Mas o título da exposição, como ponto de interrogação, abre também uma negação: “Não, não somos todxs negrxs”. As instituições entenderam agora que os traumas da colonização existem? Entenderam agora a falácia do discurso da democracia racial? Não somos todxs negrxs! Nós negrxs continuamos a viver como alvo de violência, silenciamento e exclusão. Não, não somos todxs. Esta é uma luta por sobrevivência.
Todxs Negrxs! É impossível pensar a questão negra sem equacionar a questão de gênero. E a questão transgênera. Porque, afinal, o racismo tem sua face mais perversa sobre estas “minorizações”. É impossível pensar essa aliança e essa ideia de uma resistência contra um mundo patriarcal, branco, eurocêntrico, sem equacionar a perspectiva feminina e a perspectiva não-binária, sem equacionar esse alargamento do sistema identitário. Aqui o “x” vem como um recurso de atualização dessa pergunta. Uma forma de trazer a pergunta a um tempo contemporâneo, que ressoa dentro da própria utilização da transformação da língua colonizada e colonizadora.

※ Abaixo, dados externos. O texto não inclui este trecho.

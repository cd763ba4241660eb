//! Billing calendar types
//!
//! This module provides the date handling used by invoicing:
//! - Billing periods: the inclusive date range an invoice covers
//! - Fiscal years: the `YYYY-YYYY` span printed in invoice numbers
//! - Timezone: the jurisdiction used to resolve "today" for issue dates

use chrono::{Datelike, NaiveDate, Utc};
use chrono_tz::Tz;
use serde::{Deserialize, Deserializer, Serialize, Serializer};
use std::fmt;
use std::str::FromStr;
use thiserror::Error;

/// Errors related to temporal operations
#[derive(Debug, Error, PartialEq, Eq)]
pub enum TemporalError {
    #[error("Invalid period: end {end} precedes start {start}")]
    InvalidPeriod {
        start: NaiveDate,
        end: NaiveDate,
    },

    #[error("Invalid fiscal year start month: {0}")]
    InvalidFiscalStartMonth(u32),

    #[error("Unknown timezone: {0}")]
    UnknownTimezone(String),
}

/// Timezone wrapper for the billing jurisdiction
///
/// Wraps chrono_tz::Tz with custom serialization support.
#[derive(Debug, Clone, Copy, PartialEq, Eq)]
pub struct Timezone(pub Tz);

impl Serialize for Timezone {
    fn serialize<S>(&self, serializer: S) -> Result<S::Ok, S::Error>
    where
        S: Serializer,
    {
        serializer.serialize_str(self.0.name())
    }
}

impl<'de> Deserialize<'de> for Timezone {
    fn deserialize<D>(deserializer: D) -> Result<Self, D::Error>
    where
        D: Deserializer<'de>,
    {
        let s = String::deserialize(deserializer)?;
        s.parse().map_err(serde::de::Error::custom)
    }
}

impl FromStr for Timezone {
    type Err = TemporalError;

    fn from_str(s: &str) -> Result<Self, Self::Err> {
        Tz::from_str(s.trim())
            .map(Timezone)
            .map_err(|_| TemporalError::UnknownTimezone(s.to_string()))
    }
}

impl Timezone {
    pub fn new(tz: Tz) -> Self {
        Self(tz)
    }

    /// Returns the current calendar date in this timezone
    pub fn today(&self) -> NaiveDate {
        Utc::now().with_timezone(&self.0).date_naive()
    }
}

impl Default for Timezone {
    fn default() -> Self {
        Self(chrono_tz::Asia::Kolkata)
    }
}

/// The inclusive date range covered by one invoice
///
/// A single-day period (start == end) is valid.
#[derive(Debug, Clone, Copy, PartialEq, Eq, Serialize, Deserialize)]
pub struct BillingPeriod {
    /// First day covered (inclusive)
    pub start: NaiveDate,
    /// Last day covered (inclusive)
    pub end: NaiveDate,
}

impl BillingPeriod {
    /// Creates a new billing period
    ///
    /// # Errors
    ///
    /// Returns `InvalidPeriod` if `end` precedes `start`.
    pub fn new(start: NaiveDate, end: NaiveDate) -> Result<Self, TemporalError> {
        let period = Self { start, end };
        period.validate()?;
        Ok(period)
    }

    /// Creates the period spanning the whole calendar month of `date`
    pub fn calendar_month(date: NaiveDate) -> Self {
        let start = date.with_day(1).unwrap_or(date);
        let next_month = if date.month() == 12 {
            NaiveDate::from_ymd_opt(date.year() + 1, 1, 1)
        } else {
            NaiveDate::from_ymd_opt(date.year(), date.month() + 1, 1)
        };
        let end = next_month
            .and_then(|d| d.pred_opt())
            .unwrap_or(date);
        Self { start, end }
    }

    /// Re-checks the ordering invariant
    ///
    /// Periods can be deserialized without going through [`BillingPeriod::new`],
    /// so consumers validate before relying on the ordering.
    pub fn validate(&self) -> Result<(), TemporalError> {
        if self.end < self.start {
            return Err(TemporalError::InvalidPeriod {
                start: self.start,
                end: self.end,
            });
        }
        Ok(())
    }

    /// Checks if a date falls within the period
    pub fn contains(&self, date: NaiveDate) -> bool {
        date >= self.start && date <= self.end
    }

    /// Number of days covered, counting both ends
    pub fn days(&self) -> i64 {
        (self.end - self.start).num_days() + 1
    }
}

impl fmt::Display for BillingPeriod {
    fn fmt(&self, f: &mut fmt::Formatter<'_>) -> fmt::Result {
        write!(
            f,
            "{} to {}",
            self.start.format("%d/%m/%Y"),
            self.end.format("%d/%m/%Y")
        )
    }
}

/// A fiscal year identified by the calendar year it starts in
#[derive(Debug, Clone, Copy, PartialEq, Eq, Hash, PartialOrd, Ord, Serialize, Deserialize)]
pub struct FiscalYear {
    start_year: i32,
}

impl FiscalYear {
    /// Returns the fiscal year containing `date`
    ///
    /// # Arguments
    ///
    /// * `date` - Any date inside the fiscal year
    /// * `start_month` - Month (1-12) the fiscal year begins in; 4 for the
    ///   April-March year
    pub fn containing(date: NaiveDate, start_month: u32) -> Result<Self, TemporalError> {
        if !(1..=12).contains(&start_month) {
            return Err(TemporalError::InvalidFiscalStartMonth(start_month));
        }

        let start_year = if date.month() >= start_month {
            date.year()
        } else {
            date.year() - 1
        };
        Ok(Self { start_year })
    }

    pub fn start_year(&self) -> i32 {
        self.start_year
    }

    pub fn end_year(&self) -> i32 {
        self.start_year + 1
    }
}

impl fmt::Display for FiscalYear {
    fn fmt(&self, f: &mut fmt::Formatter<'_>) -> fmt::Result {
        write!(f, "{}-{}", self.start_year, self.end_year())
    }
}

#[cfg(test)]
mod tests {
    use super::*;

    fn date(y: i32, m: u32, d: u32) -> NaiveDate {
        NaiveDate::from_ymd_opt(y, m, d).unwrap()
    }

    #[test]
    fn test_period_rejects_reversed_range() {
        let err = BillingPeriod::new(date(2024, 5, 31), date(2024, 5, 1)).unwrap_err();
        assert!(matches!(err, TemporalError::InvalidPeriod { .. }));
        assert!(BillingPeriod::new(date(2024, 5, 1), date(2024, 5, 1)).is_ok());
    }

    #[test]
    fn test_calendar_month() {
        let feb = BillingPeriod::calendar_month(date(2024, 2, 17));
        assert_eq!(feb.start, date(2024, 2, 1));
        assert_eq!(feb.end, date(2024, 2, 29));

        let dec = BillingPeriod::calendar_month(date(2023, 12, 5));
        assert_eq!(dec.end, date(2023, 12, 31));
        assert_eq!(dec.days(), 31);
    }

    #[test]
    fn test_fiscal_year_span() {
        assert_eq!(FiscalYear::containing(date(2024, 4, 1), 4).unwrap().to_string(), "2024-2025");
        assert_eq!(FiscalYear::containing(date(2024, 3, 31), 4).unwrap().to_string(), "2023-2024");
        assert_eq!(FiscalYear::containing(date(2024, 1, 15), 1).unwrap().to_string(), "2024-2025");
        assert!(FiscalYear::containing(date(2024, 1, 15), 13).is_err());
    }

    #[test]
    fn test_timezone_parse() {
        let tz: Timezone = "Asia/Kolkata".parse().unwrap();
        assert_eq!(tz, Timezone::default());
        assert!("Mars/Olympus".parse::<Timezone>().is_err());
    }
}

Nós brasileiros tivemos a maior escravidão do planeta. Somos um país que pela primeira vez, na última década, se reconhece como uma maioria de pardxs e negrxs. Uma maioria que reconhece a si mesma como afro brasileirx. A exposição propõe, portanto, um olhar aos dispositivos de poder pelos quais sentimos na pele o racismo estrutural da nossa sociedade. E a estes dispositivos criamos um contra-ataque de invenções micropolíticas. Denúncias e anúncios. Visões de mundo que só uma trama de artistxs negrxs pode oferecer.
Daniel Lima, curador da exposição AGORA SOMOS TODXS NEGRXS?, é artista, pesquisador e editor. Desde 2001 cria intervenções e interferências no espaço urbano. Próximo de trabalhos coletivos, desenvolve pesquisas relacionadas a mídia, questões raciais e processos educacionais. Membro fundador de “A Revolução Não Será Televisionada, Política do Impossível” e “Frente 3 de Fevereiro”, dirige a produtora e editora Invisíveis Produções.